> **Data for this task**:

//! Course-aligned chromosome for timetabling.
//!
//! # Encoding
//!
//! A chromosome is a [`Schedule`] itself: one gene per course, in catalog
//! course order, each gene a (teacher, room, timeslot) triple. Because all
//! individuals share the course order, position `i` of any two schedules
//! refers to the same course and genes can be exchanged position by position.
//!
//! An empty catalog set yields empty IDs in the drawn genes, mirroring how
//! an activity without candidates gets an empty resource. Validation rejects
//! such catalogs before a run starts.

use rand::Rng;
use rand::prelude::IndexedRandom;

use super::operators::{DEFAULT_CROSSOVER_BIAS, probability_or};
use crate::models::{Assignment, Catalog, Schedule};

/// Creates a random schedule.
///
/// Every course independently draws a teacher, a room and a timeslot
/// uniformly from the catalog. Conflicts are not avoided.
pub fn random_schedule<R: Rng>(catalog: &Catalog, rng: &mut R) -> Schedule {
    let genes = catalog
        .courses
        .iter()
        .map(|course| {
            let (teacher, room, timeslot) = random_triple(catalog, rng);
            Assignment::new(course.clone(), teacher, room, timeslot)
        })
        .collect();
    Schedule::from_assignments(genes)
}

fn random_triple<R: Rng>(catalog: &Catalog, rng: &mut R) -> (String, String, String) {
    let teacher = pick(&catalog.teachers, rng);
    let room = pick(&catalog.rooms, rng);
    let timeslot = pick(&catalog.timeslots, rng);
    (teacher, room, timeslot)
}

fn pick<R: Rng>(ids: &[String], rng: &mut R) -> String {
    ids.choose(rng).cloned().unwrap_or_default()
}

// ======================== Crossover operators ========================

/// Uniform crossover.
///
/// For each course position a fresh draw decides the donor: parent A with
/// probability `bias`, parent B otherwise. The chosen gene is cloned, so the
/// child never shares an assignment with either parent.
///
/// A NaN bias falls back to 0.5; other values are clamped to [0, 1].
///
/// Parents are expected to have the same length. If they differ, the child
/// is as long as the shorter one.
pub fn uniform_crossover<R: Rng>(
    parent_a: &Schedule,
    parent_b: &Schedule,
    bias: f64,
    rng: &mut R,
) -> Schedule {
    let bias = probability_or(bias, DEFAULT_CROSSOVER_BIAS);
    let genes = parent_a
        .iter()
        .zip(parent_b.iter())
        .map(|(a, b)| if rng.random_bool(bias) { a.clone() } else { b.clone() })
        .collect();
    Schedule::from_assignments(genes)
}

// ======================== Mutation operators ========================

/// Reassignment mutation: redraws the whole triple of one random course.
///
/// The new teacher, room and timeslot are uniform draws from the catalog and
/// may coincide with the old ones. The course is never changed. Returns the
/// mutated position, or `None` for an empty schedule.
pub fn reassign_mutation<R: Rng>(
    schedule: &mut Schedule,
    catalog: &Catalog,
    rng: &mut R,
) -> Option<usize> {
    if schedule.is_empty() {
        return None;
    }
    let idx = rng.random_range(0..schedule.len());
    let (teacher, room, timeslot) = random_triple(catalog, rng);
    let gene = schedule.get_mut(idx)?;
    gene.reassign(teacher, room, timeslot);
    Some(idx)
}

> **Work to complete**:
Whenever a line above includes "room", copy it in full.

> **Exercise result**:
//! course order, each gene a (teacher, room, timeslot) triple. Because all
/// Every course independently draws a teacher, a room and a timeslot
            let (teacher, room, timeslot) = random_triple(catalog, rng);
            Assignment::new(course.clone(), teacher, room, timeslot)
    let room = pick(&catalog.rooms, rng);
    (teacher, room, timeslot)
/// The new teacher, room and timeslot are uniform draws from the catalog and
    let (teacher, room, timeslot) = random_triple(catalog, rng);
    gene.reassign(teacher, room, timeslot);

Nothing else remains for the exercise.